Minister Mariusz Kamiński: Panie Marszałku! Wysoki Sejmie! Zacznę od spraw związanych z inwigilowaniem organizatorów i uczestników legalnych zgromadzeń publicznych.

Za PO chcieli wiedzieć, po co maszeruje Radio Maryja

ABW w okresie objętym audytem prowadziła działania operacyjno-rozpoznawcze wobec osób biorących udział w legalnych manifestacjach organizowanych przez środowiska opozycyjne wobec rządów PO-PSL.

W 2012 roku w związku ze zorganizowanym przez Prawo i Sprawiedliwość, NSZZ „Solidarność” i środowisko słuchaczy Radia Maryja marszem „Obudź się Polsko” delegatury ABW otrzymały pismo polecające, cytuję: “podjęcie działań mających na celu uzyskanie pełnej wiedzy na temat przedmiotowego marszu oraz udziału w nim osób z podległego terenu”.

Delegatury ABW zostały zobowiązane do składania raportów w sprawie marszu w cyklu dobowym, a na trzy dni przed manifestacją raporty te były składane dwa razy na dobę. Raporty zawierały informacje dotyczące: nazwisk organizatorów terenowych, ich numerów telefonów, nazw firm przewozowych…

(Głos z sali: Demokracja Platformy)

…numerów rejestracyjnych autokarów przewożących manifestantów, trasy ich przejazdu oraz informacje o środowiskach przyłączających się do manifestacji.

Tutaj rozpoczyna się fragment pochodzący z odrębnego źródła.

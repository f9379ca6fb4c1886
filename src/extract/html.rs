//! HTML text extraction

use crate::normalize::collapse_whitespace;
use encoding_rs::{Encoding, UTF_8};
use scraper::{Html, Selector};
use std::borrow::Cow;

/// Elements that are removed from the tree before text is collected
const BOILERPLATE: &str = "script, style, nav, footer, header, aside, form";

/// Decodes an HTML body using the charset declared in its Content-Type
///
/// Unknown or missing charsets fall back to UTF-8. A byte order mark
/// overrides the declared charset. Undecodable bytes become U+FFFD.
///
/// # Example
///
/// ```
/// use campus_corpus::extract::decode_html;
///
/// let bytes = b"\xd6\xf0renci \xdd\xfeleri";
/// assert_eq!(decode_html(bytes, "text/html; charset=windows-1254"), "Öğrenci İşleri");
/// ```
pub fn decode_html<'a>(bytes: &'a [u8], content_type: &str) -> Cow<'a, str> {
    let encoding = declared_charset(content_type)
        .and_then(|label| Encoding::for_label(label.as_bytes()))
        .unwrap_or(UTF_8);

    let (text, used, had_errors) = encoding.decode(bytes);
    if had_errors {
        tracing::debug!("Malformed {} bytes replaced while decoding", used.name());
    }
    text
}

/// Value of the `charset` parameter of a Content-Type header
fn declared_charset(content_type: &str) -> Option<&str> {
    content_type.split(';').skip(1).find_map(|param| {
        let (name, value) = param.split_once('=')?;
        if name.trim().eq_ignore_ascii_case("charset") {
            Some(value.trim().trim_matches('"'))
        } else {
            None
        }
    })
}

/// Extracts the visible text of an HTML document
///
/// The body is decoded with [`decode_html`] first. Boilerplate elements
/// (script, style, nav, footer, header, aside, form) are then detached
/// from the parsed tree together with their subtrees. The remaining text
/// nodes are concatenated and every whitespace run is collapsed to a
/// single space.
///
/// The HTML parser is error-tolerant, so malformed markup still yields
/// whatever text it contains.
pub fn extract_html(bytes: &[u8], content_type: &str) -> String {
    let source = decode_html(bytes, content_type);
    let mut document = Html::parse_document(&source);

    if let Ok(selector) = Selector::parse(BOILERPLATE) {
        let boilerplate: Vec<_> = document.select(&selector).map(|element| element.id()).collect();

        for id in boilerplate {
            if let Some(mut node) = document.tree.get_mut(id) {
                node.detach();
            }
        }
    }

    let text: String = document.root_element().text().collect();
    collapse_whitespace(&text)
}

Zaangażowanie służb w tym przypadku było absolutnie ponadstandardowe. ABW objęła swoim zainteresowaniem operacyjnym nie tylko zgromadzenia organizowane przez opozycję polityczną, ale również wybrane uroczystości patriotyczne, np. obchody Narodowego Dnia Pamięci Żołnierzy Wyklętych czy uroczystości poświęcone żołnierzom Narodowych Sił Zbrojnych.

Dotyczyło ono także manifestacji organizowanych przez ruchy obrońców życia. Odnalezione zostały m.in. meldunki tajnych współpracowników ABW, którzy przekazywali informacje dotyczące treści rozmów prowadzonych w autokarach przewożących uczestników manifestacji.

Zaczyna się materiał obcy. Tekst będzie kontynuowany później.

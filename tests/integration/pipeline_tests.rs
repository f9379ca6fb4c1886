use crate::common::{create_test_config, mount_html};
use campus_corpus::corpus::parse_corpus;
use campus_corpus::crawler::{Coordinator, CrawlControl};
use campus_corpus::{HarvestError, Normalizer};
use tempfile::TempDir;
use wiremock::MockServer;

#[tokio::test]
async fn test_map_ingest_clean() {
    let server = MockServer::start().await;

    mount_html(
        &server,
        "/",
        r#"<html><body>
        <a href="/en/summer-internship">Internship</a>
        <a href="/en/news/fair">Career fair</a>
        <p>Welcome to the department. Skip to main content</p>
        </body></html>"#
            .to_string(),
    )
    .await;
    mount_html(
        &server,
        "/en/summer-internship",
        "<html><body><main>Each student completes two internships.\
         The first one is done after the second year.</main>\
         <p>Copyright © TED University</p></body></html>"
            .to_string(),
    )
    .await;

    let dir = TempDir::new().unwrap();
    let config = create_test_config(&server, &dir);
    let coordinator = Coordinator::new(config.clone(), CrawlControl::new()).unwrap();

    let map = coordinator.map().await.unwrap();
    assert_eq!(map.urls_mapped, 2);

    let ingest = coordinator.ingest().await.unwrap();
    assert_eq!(ingest.blocks_written, 2);

    let normalizer = Normalizer::from_config(&config.normalizer).unwrap();
    let report = normalizer
        .clean_file(
            &config.output.raw_corpus_path,
            &config.output.final_corpus_path,
        )
        .unwrap();

    // The home page is mostly boilerplate once junk is stripped
    assert_eq!(report.processed, 2);
    assert_eq!(report.dropped, 1);
    assert_eq!(report.kept, 1);

    let cleaned = std::fs::read_to_string(&config.output.final_corpus_path).unwrap();
    let blocks = parse_corpus(&cleaned);
    assert_eq!(blocks.len(), 1);
    assert_eq!(
        blocks[0].url,
        format!("{}/en/summer-internship", server.uri())
    );
    assert_eq!(
        blocks[0].text,
        "Each student completes two internships. The first one is done after the second year."
    );
}

#[test]
fn test_clean_without_raw_corpus_fails() {
    let dir = TempDir::new().unwrap();
    let result = Normalizer::default().clean_file(
        &dir.path().join("missing.txt"),
        &dir.path().join("final.txt"),
    );

    assert!(matches!(result, Err(HarvestError::MissingInput { .. })));
    assert!(!dir.path().join("final.txt").exists());
}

(Poseł Piotr Kaleta: No niesamowite.)

Ponadto w archiwum ABW odnaleziono listy zawierające nazwiska, adresy i numery PESEL…

(Głos z sali: Nie chce się wierzyć.)

…setek uczestników legalnych manifestacji. Zaznaczam, że wykaz ten nie dotyczył osób podejrzewanych o jakiekolwiek…

(Głos z sali: Nie wstyd wam?)

…łamanie prawa, ale był związany jedynie z ich uczestnictwem w legalnych zgromadzeniach.

Za PO inwigilowali 52 dziennikarzy, podsłuchiwali dwóch

Proszę państwa, służby specjalne inwigilowały również 52 dziennikarzy. Inwigilacja ta polegała m.in. na: billingowaniu ich telefonów, pozyskiwaniu danych dotyczących miejsc logowań telefonów, sporządzaniu analiz dotyczących wszystkich osób, z jakimi kontaktowali się telefonicznie dziennikarze, częstotliwości tych kontaktów i miejsc pobytu dziennikarzy, a także na ustaleniu danych adresowych dziennikarzy i zbieraniu informacji o ich sytuacji rodzinnej.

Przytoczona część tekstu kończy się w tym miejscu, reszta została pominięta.